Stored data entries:
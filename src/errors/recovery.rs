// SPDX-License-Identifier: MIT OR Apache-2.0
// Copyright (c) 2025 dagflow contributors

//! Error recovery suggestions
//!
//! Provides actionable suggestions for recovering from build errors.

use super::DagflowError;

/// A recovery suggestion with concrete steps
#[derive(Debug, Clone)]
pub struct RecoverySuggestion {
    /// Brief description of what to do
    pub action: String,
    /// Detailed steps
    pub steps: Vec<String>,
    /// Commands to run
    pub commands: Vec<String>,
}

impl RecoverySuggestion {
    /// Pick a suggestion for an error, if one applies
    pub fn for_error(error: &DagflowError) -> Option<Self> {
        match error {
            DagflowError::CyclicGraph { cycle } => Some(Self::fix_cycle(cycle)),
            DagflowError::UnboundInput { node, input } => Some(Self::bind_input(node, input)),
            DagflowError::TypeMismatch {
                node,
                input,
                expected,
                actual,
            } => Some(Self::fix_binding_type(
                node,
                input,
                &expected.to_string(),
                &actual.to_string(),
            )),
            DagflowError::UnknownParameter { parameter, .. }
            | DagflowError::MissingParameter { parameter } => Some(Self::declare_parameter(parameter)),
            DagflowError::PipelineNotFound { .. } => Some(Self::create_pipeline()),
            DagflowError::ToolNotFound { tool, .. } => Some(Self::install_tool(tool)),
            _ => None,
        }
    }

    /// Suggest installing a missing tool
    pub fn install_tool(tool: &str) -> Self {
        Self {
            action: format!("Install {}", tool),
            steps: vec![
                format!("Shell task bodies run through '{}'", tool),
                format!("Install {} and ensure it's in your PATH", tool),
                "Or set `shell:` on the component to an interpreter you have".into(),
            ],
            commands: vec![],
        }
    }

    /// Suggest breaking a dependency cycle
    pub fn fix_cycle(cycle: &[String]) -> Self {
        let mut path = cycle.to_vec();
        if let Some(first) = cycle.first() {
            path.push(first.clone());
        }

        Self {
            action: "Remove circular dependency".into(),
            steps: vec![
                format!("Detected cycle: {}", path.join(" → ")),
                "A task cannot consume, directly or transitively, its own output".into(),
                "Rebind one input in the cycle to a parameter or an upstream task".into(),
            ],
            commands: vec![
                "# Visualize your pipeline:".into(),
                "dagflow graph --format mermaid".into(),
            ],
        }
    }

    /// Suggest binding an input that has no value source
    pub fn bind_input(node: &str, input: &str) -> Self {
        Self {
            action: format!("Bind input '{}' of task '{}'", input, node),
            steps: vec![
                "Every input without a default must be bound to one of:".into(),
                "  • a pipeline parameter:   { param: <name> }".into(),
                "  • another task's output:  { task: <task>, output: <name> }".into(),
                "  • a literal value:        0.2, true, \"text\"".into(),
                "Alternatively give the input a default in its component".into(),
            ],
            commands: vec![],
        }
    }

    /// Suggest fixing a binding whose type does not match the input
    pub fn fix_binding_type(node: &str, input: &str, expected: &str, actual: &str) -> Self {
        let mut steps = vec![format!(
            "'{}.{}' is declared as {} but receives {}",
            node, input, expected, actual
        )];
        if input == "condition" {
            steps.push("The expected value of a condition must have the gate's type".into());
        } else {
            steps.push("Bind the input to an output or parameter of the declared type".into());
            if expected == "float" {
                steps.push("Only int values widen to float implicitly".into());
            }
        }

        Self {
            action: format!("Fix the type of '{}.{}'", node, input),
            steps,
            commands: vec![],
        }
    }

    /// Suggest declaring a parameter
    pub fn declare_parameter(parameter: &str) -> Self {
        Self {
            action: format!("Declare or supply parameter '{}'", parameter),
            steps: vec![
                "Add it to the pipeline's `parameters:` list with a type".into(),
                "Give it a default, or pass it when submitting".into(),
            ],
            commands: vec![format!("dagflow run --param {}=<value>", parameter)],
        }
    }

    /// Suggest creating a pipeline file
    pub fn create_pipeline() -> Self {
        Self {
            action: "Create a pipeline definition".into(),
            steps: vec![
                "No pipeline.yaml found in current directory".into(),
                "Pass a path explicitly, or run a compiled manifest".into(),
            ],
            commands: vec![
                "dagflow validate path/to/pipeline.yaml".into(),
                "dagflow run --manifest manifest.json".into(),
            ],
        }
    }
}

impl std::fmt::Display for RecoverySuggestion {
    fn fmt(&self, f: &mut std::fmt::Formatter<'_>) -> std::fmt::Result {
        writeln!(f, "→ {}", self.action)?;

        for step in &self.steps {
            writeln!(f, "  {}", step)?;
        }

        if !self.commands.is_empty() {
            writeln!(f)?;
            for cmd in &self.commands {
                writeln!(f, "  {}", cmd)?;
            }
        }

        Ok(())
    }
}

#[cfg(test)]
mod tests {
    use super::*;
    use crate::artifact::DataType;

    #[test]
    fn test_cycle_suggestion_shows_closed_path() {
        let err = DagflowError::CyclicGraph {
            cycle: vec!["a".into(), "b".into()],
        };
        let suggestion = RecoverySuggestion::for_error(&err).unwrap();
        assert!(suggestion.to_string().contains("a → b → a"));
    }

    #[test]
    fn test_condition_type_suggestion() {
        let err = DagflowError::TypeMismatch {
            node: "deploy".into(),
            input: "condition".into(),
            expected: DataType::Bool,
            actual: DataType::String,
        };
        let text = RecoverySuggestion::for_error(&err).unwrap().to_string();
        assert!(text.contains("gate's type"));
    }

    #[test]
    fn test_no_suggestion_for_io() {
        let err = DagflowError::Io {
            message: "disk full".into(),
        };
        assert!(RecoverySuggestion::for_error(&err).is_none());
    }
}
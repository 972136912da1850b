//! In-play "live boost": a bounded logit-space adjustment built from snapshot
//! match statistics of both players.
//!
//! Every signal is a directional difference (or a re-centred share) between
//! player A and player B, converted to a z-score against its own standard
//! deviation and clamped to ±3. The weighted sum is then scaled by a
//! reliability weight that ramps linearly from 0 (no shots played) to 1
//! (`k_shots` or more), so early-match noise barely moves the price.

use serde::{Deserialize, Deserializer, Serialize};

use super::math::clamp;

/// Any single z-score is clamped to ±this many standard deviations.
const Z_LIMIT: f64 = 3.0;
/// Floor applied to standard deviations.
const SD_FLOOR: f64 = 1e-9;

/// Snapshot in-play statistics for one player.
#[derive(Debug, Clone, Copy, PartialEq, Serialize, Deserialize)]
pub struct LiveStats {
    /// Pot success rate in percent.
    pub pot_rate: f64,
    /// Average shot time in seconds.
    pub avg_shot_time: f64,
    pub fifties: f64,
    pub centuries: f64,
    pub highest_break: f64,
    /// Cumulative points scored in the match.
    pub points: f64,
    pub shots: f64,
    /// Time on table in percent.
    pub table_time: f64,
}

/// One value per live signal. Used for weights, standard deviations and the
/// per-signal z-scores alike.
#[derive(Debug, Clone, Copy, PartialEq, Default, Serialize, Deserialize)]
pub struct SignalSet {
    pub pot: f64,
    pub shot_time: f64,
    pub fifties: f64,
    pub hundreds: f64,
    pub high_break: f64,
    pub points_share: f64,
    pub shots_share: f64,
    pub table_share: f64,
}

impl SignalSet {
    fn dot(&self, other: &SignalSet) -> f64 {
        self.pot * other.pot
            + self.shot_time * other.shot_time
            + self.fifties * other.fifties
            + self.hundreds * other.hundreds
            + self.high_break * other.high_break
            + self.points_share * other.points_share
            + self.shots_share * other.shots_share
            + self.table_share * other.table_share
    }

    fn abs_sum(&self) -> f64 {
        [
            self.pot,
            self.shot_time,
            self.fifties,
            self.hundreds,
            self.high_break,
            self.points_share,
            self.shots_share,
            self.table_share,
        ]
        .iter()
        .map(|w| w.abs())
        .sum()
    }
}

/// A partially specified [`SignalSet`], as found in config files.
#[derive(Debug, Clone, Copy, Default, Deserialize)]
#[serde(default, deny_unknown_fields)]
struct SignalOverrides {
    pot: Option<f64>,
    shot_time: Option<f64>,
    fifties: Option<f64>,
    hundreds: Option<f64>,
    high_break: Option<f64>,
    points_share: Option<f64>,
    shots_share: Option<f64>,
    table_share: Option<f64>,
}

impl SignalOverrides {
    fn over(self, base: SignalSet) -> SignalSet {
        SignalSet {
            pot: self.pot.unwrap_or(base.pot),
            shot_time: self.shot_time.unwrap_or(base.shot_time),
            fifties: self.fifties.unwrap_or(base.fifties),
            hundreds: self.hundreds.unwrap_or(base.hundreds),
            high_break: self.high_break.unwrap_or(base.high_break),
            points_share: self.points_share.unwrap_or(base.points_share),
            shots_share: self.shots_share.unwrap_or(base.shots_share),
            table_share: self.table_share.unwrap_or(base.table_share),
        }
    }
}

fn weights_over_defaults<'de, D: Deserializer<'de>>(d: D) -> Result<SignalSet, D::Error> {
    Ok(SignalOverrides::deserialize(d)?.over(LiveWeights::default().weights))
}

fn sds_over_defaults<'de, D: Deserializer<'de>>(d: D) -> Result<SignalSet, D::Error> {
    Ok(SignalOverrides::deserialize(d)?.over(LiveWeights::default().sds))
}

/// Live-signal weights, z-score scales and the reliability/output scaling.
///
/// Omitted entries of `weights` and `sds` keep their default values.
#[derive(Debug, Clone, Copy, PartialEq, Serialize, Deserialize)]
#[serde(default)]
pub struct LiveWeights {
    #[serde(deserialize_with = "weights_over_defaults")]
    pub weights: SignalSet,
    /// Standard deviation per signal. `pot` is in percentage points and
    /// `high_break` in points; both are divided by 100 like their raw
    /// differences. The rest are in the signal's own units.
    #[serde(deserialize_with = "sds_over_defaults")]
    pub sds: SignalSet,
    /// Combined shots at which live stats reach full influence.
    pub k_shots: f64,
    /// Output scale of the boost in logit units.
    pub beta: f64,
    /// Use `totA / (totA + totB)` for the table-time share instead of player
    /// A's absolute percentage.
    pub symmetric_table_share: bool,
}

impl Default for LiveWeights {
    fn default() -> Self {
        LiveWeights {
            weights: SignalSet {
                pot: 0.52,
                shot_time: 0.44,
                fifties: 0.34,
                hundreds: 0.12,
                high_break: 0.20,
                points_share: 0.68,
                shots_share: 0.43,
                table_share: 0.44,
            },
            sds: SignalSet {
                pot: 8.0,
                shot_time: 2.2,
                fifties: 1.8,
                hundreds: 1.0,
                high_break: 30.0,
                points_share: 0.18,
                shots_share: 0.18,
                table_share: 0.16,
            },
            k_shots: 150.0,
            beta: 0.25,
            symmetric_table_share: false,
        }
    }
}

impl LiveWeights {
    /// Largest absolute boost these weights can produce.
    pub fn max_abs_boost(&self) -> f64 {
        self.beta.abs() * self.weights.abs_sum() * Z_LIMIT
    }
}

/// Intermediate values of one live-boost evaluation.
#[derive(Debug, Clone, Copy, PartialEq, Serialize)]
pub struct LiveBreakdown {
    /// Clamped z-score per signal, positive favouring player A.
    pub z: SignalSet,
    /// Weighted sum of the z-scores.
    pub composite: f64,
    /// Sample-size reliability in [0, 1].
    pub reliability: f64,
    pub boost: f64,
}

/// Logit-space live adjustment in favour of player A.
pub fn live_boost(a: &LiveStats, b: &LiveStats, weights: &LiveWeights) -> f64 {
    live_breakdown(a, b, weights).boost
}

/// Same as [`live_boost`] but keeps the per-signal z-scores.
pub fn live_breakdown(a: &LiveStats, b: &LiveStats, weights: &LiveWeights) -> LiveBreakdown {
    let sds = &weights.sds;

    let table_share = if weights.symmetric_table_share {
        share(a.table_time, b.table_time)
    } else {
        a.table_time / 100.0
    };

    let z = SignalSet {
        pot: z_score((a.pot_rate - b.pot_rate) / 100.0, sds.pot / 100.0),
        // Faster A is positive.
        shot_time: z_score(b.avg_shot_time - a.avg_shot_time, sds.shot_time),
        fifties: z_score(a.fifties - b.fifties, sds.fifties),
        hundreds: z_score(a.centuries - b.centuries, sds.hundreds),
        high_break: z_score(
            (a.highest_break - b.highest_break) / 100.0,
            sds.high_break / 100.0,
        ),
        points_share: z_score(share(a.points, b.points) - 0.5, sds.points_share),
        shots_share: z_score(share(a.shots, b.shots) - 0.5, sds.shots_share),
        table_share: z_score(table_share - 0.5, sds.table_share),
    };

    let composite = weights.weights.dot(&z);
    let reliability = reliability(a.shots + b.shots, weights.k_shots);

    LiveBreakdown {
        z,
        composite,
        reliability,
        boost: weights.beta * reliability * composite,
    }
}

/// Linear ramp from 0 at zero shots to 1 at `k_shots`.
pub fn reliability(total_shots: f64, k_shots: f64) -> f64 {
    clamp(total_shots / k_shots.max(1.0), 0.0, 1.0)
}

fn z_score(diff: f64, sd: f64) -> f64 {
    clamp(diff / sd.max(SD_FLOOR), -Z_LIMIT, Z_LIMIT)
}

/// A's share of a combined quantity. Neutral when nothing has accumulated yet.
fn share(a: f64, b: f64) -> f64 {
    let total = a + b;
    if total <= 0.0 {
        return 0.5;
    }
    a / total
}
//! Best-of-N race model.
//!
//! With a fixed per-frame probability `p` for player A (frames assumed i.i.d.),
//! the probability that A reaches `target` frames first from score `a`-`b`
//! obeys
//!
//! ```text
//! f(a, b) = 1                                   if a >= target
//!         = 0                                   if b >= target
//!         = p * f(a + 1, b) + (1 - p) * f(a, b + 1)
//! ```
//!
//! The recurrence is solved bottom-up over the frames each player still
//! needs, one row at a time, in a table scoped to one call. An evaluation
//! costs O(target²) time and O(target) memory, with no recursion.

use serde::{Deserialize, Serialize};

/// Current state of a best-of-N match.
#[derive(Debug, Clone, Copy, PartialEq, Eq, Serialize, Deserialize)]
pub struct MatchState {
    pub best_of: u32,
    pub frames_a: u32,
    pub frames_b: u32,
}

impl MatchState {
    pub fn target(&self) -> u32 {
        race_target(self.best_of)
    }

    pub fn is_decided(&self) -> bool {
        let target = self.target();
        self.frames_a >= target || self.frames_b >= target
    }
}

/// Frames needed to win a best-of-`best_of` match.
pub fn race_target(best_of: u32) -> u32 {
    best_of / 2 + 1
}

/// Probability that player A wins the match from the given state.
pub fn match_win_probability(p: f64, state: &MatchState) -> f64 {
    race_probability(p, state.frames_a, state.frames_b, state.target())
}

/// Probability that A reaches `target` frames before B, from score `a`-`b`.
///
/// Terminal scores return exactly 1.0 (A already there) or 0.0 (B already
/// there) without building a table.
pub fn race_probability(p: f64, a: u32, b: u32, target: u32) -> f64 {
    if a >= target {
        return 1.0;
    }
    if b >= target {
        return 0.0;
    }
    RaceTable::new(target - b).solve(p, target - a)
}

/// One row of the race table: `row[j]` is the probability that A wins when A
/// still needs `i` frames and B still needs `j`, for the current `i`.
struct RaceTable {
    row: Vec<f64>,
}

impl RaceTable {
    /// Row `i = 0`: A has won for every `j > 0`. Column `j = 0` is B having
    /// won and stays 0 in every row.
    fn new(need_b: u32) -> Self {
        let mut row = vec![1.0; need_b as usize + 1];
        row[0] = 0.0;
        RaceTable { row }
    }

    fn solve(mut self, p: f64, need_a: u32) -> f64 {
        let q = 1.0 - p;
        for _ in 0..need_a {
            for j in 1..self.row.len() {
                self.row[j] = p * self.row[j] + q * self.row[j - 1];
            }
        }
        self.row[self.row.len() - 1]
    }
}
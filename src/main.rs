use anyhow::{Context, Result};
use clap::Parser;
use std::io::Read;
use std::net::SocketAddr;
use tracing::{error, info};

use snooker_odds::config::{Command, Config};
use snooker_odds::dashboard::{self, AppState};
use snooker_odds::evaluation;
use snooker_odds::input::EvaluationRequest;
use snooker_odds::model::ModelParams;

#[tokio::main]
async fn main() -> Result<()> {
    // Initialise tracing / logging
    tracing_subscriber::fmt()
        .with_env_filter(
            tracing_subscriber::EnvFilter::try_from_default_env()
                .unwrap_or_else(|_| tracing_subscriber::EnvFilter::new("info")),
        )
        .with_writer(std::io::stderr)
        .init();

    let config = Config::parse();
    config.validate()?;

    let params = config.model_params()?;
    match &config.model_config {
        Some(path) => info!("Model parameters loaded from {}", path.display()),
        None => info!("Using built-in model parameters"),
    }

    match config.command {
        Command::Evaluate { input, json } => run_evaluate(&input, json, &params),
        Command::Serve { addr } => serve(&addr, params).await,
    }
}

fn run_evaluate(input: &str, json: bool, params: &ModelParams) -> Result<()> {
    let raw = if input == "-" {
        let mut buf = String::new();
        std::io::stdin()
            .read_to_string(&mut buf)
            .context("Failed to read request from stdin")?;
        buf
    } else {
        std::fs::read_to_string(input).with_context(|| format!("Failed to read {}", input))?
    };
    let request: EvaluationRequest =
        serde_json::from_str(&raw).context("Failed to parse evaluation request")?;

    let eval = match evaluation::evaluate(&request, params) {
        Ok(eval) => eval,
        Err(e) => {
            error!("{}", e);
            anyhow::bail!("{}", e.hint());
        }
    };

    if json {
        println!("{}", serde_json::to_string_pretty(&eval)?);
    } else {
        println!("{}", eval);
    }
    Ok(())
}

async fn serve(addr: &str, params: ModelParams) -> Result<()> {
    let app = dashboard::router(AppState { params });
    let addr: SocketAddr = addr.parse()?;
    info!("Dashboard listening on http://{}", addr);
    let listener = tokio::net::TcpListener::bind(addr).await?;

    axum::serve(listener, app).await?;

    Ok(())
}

* _PROBLEM STATEMENT_
In how many lines of the data does the string "expected" appear? Only the number should be given.

* _EXERCISE ANSWER_
7